ESPE Abstracts (2024) 98 RFC15.3

ESPE2024 Rapid Free Communications Late Breaking (6 abstracts)

The different faces of acquired hypothalamic dysfunction.

Hanneke M. van Santen 1,2 , Ichelle van Roessel 1,2 & Sanne Hulsmann 1


1Princess Maxima Center, Utrecht, Netherlands. 2Wilhelmina Children's Hospital, Utrecht, Netherlands


Background: Acquired hypothalamic dysfunction (HD) in children following suprasellar brain tumor treatment may be caused by the tumor or its treatment (neurosurgery, radiotherapy). Rapid weight gain, obesity and pituitary dysfunction are readily recognized as symptoms of HD, however HD knows other signs and symptoms such as hypothermia, adipsia and behavioral problems. In our clinical experience, signs and symptoms of HD may differ per tumor type and the treatment given, but this has never been systematically assessed. We aimed to systematically describe three different suprasellar tumor cohorts known in our nationwide pediatric oncology center, to illustrate the multi-faceted character of HD.

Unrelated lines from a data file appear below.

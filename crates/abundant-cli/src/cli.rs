// Rust guideline compliant 2026-10-19

//! Command-line definition for `ab`.
//!
//! Command names may be abbreviated to any unique prefix. The abbreviation
//! is expanded before clap sees the arguments, through a prefix index over
//! the subcommand names clap knows about.

use crate::commands::{list::FilterArgs, new::NewArgs, update::UpdateArgs};
use crate::ui::Volume;
use abundant_core::{Match, PrefixIndex};
use clap::{CommandFactory, Parser};
use std::path::PathBuf;

/// Global options that consume the following argument.
const VALUE_FLAGS: [&str; 3] = ["-D", "--database", "--log-file"];

#[derive(Parser, Debug)]
#[command(
    name = "ab",
    version,
    about = "Abundant: distributed issue tracking",
    long_about = "Abundant keeps issues as plain files next to your code. Any issue, user or command can be named by a unique prefix.",
    after_help = "Examples:\n  ab init\n  ab new Crash on start -s high\n  ab li -S open\n  ab det 4f\n  ab res 4f wontfix\n"
)]
pub struct Cli {
    /// Directory to search for the database from
    #[arg(short = 'D', long, global = true, value_name = "DIR")]
    pub database: Option<PathBuf>,

    /// Only print essential output
    #[arg(short, long, global = true)]
    pub quiet: bool,

    /// Print additional detail
    #[arg(short, long, global = true)]
    pub verbose: bool,

    /// Print debug diagnostics, including timings
    #[arg(long, global = true)]
    pub debug: bool,

    /// Disable colored output
    #[arg(long, global = true)]
    pub no_color: bool,

    /// Append diagnostics to a file instead of stderr
    #[arg(long, global = true, value_name = "PATH")]
    pub log_file: Option<PathBuf>,

    #[command(subcommand)]
    pub command: Option<Commands>,
}

impl Cli {
    /// Returns the output volume selected by the flags.
    #[must_use]
    pub fn volume(&self) -> Volume {
        if self.debug {
            Volume::Debug
        } else if self.verbose {
            Volume::Verbose
        } else if self.quiet {
            Volume::Quiet
        } else {
            Volume::Normal
        }
    }
}

#[derive(Debug, clap::Subcommand)]
pub enum Commands {
    /// Manually add a user to the list of users
    Adduser {
        /// Name of the user; all words are joined
        #[arg(required = true, num_args = 1..)]
        name: Vec<String>,

        /// Email address, stored as `NAME <EMAIL>`
        #[arg(short, long)]
        email: Option<String>,
    },

    /// Assign an issue to a user ('me' and 'nobody' work as expected)
    Assign {
        /// Issue prefix
        prefix: String,

        /// User prefix
        user: String,
    },

    /// Mark an issue as a child of another issue
    Child {
        /// Prefix of the child issue
        child: String,

        /// Prefix of the parent issue
        parent: String,
    },

    /// Add a comment to an issue
    Comment {
        /// Issue prefix
        prefix: String,

        /// Comment text
        #[arg(short, long)]
        message: String,
    },

    /// Display all the details and status of an issue
    Details {
        /// Issue prefix
        prefix: String,
    },

    /// Mark an issue as a duplicate of another
    Duplicate {
        /// Prefix of the duplicate issue
        duplicate: String,

        /// Prefix of the issue being duplicated
        parent: String,
    },

    /// Initialize an Abundant database
    Init {
        /// Directory to create the database in
        dir: Option<PathBuf>,
    },

    /// List open issues, or resolved ones with -r
    List {
        /// Issues assigned to this user
        #[arg(short, long)]
        assigned_to: Option<String>,

        #[command(flatten)]
        filters: FilterArgs,
    },

    /// Create a new issue
    New {
        /// Title of the issue; all words are joined
        #[arg(required = true, num_args = 1..)]
        title: Vec<String>,

        #[command(flatten)]
        args: NewArgs,
    },

    /// Reopen a resolved issue
    Open {
        /// Issue prefix
        prefix: String,

        /// Status to set
        status: Option<String>,
    },

    /// Mark an issue resolved
    Resolve {
        /// Issue prefix
        prefix: String,

        /// Resolution, such as wontfix
        resolution: Option<String>,
    },

    /// List issues assigned to the current user
    Tasks {
        /// User to list tasks for
        user: Option<String>,

        #[command(flatten)]
        filters: FilterArgs,
    },

    /// Update the information associated with an issue
    Update {
        /// Issue prefix
        prefix: String,

        #[command(flatten)]
        args: UpdateArgs,
    },

    /// Abundant version information and licensing
    Version,
}

/// Returns every command name, including clap's generated `help`.
#[must_use]
pub fn command_names() -> Vec<String> {
    Cli::command()
        .get_subcommands()
        .map(|command| command.get_name().to_string())
        .chain(std::iter::once("help".to_string()))
        .collect()
}

/// Expands an abbreviated command name in `args` to its full name.
///
/// Global options before the command are skipped over.
///
/// # Errors
///
/// Returns the message to show when the command is unknown or ambiguous.
pub fn expand_command(mut args: Vec<String>) -> Result<Vec<String>, String> {
    let mut position = None;
    let mut iter = args.iter().enumerate().skip(1);
    while let Some((i, arg)) = iter.next() {
        if arg == "--" {
            break;
        }
        if VALUE_FLAGS.contains(&arg.as_str()) {
            iter.next();
            continue;
        }
        if !arg.starts_with('-') {
            position = Some(i);
            break;
        }
    }
    let Some(i) = position else {
        return Ok(args);
    };

    let names: PrefixIndex = command_names().into_iter().collect();
    match names.search(&args[i]) {
        Match::Found(name) => {
            tracing::trace!(typed = %args[i], command = name, "expanded command");
            args[i] = name.to_string();
            Ok(args)
        }
        Match::Ambiguous(choices) => Err(format!(
            "Ambiguous Command: {}\nDid you mean: {}",
            args[i],
            choices.join(", ")
        )),
        Match::NotFound => Err(format!("Unknown Command: {}", args[i])),
    }
}

#[cfg(test)]
mod tests {
    use super::*;

    fn args(list: &[&str]) -> Vec<String> {
        list.iter().map(|s| s.to_string()).collect()
    }

    #[test]
    fn test_cli_definition_is_valid() {
        Cli::command().debug_assert();
    }

    #[test]
    fn test_expand_unique_prefix() {
        assert_eq!(
            expand_command(args(&["ab", "det", "4f"])).unwrap(),
            args(&["ab", "details", "4f"])
        );
        assert_eq!(
            expand_command(args(&["ab", "-D", "repo", "-q", "ne", "Title"])).unwrap(),
            args(&["ab", "-D", "repo", "-q", "new", "Title"])
        );
    }

    #[test]
    fn test_expand_exact_name_and_no_command() {
        assert_eq!(
            expand_command(args(&["ab", "list"])).unwrap(),
            args(&["ab", "list"])
        );
        assert_eq!(
            expand_command(args(&["ab", "--version"])).unwrap(),
            args(&["ab", "--version"])
        );
    }

    #[test]
    fn test_expand_ambiguous_and_unknown() {
        let err = expand_command(args(&["ab", "d", "4f"])).unwrap_err();
        assert_eq!(
            err,
            "Ambiguous Command: d\nDid you mean: details, duplicate"
        );
        let err = expand_command(args(&["ab", "zap"])).unwrap_err();
        assert_eq!(err, "Unknown Command: zap");
    }

    #[test]
    fn test_command_index_covers_every_command() {
        let names: PrefixIndex = command_names().into_iter().collect();
        assert_eq!(names.len(), command_names().len());
        assert_eq!(names.lookup("adduser").unwrap(), "adduser");
        assert_eq!(names.lookup("h").unwrap(), "help");
    }

    #[test]
    fn test_volume_from_flags() {
        let cli = Cli::try_parse_from(["ab", "-q", "version"]).unwrap();
        assert_eq!(cli.volume(), Volume::Quiet);
        let cli = Cli::try_parse_from(["ab", "--debug", "version"]).unwrap();
        assert_eq!(cli.volume(), Volume::Debug);
    }
}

Materials/methods: A retrospective analysis was done, including patients with a childhood suprasellar low-grade glioma (LGG), childhood craniopharyngioma (cCP), or a suprasellar germ cell tumor (GCT) diagnosed between 2003-2023 and known at our national pediatric oncology center. The diagnostic criteria for the hypothalamic syndrome (HS) as published by van Santen et al. were scored and compared.

Results: In total, 336 patients were included, of whom 220 with LGG, 88 with cCP, and 28 with GCT. Median follow-up time was 7.6, 7.5, and 3.5 years, respectively. In 15.0% (LGG), 12.5% (cCP) and 3.6% (GCT) of patients, (hypothalamic) overweight or obesity (HO) was present at tumor diagnosis without pituitary dysfunction. At last moment of follow-up, HS was found in 106 patients (35.9%, 48.8% and in 16.7% of the cohorts, respectively), but HS did not have the same “face” in all patients. In total, 45 different faces were observed, varying from dysfunction in all 6 hypothalamic domains to dysfunction in several domains, such as the combinations of panhypopituitarism, hyperphagia and obesity to behavioral- and sleep problems with hypothalamic obesity or temperature dysregulation, obesity and panhypopituitarism. HO was present in 21.8%, 41.4%, and 23.1%, respectively. Temperature dysregulation was more common in LGG (43.3%) and GCT (58.3%) cohorts, compared to the cCP cohort (19.7%).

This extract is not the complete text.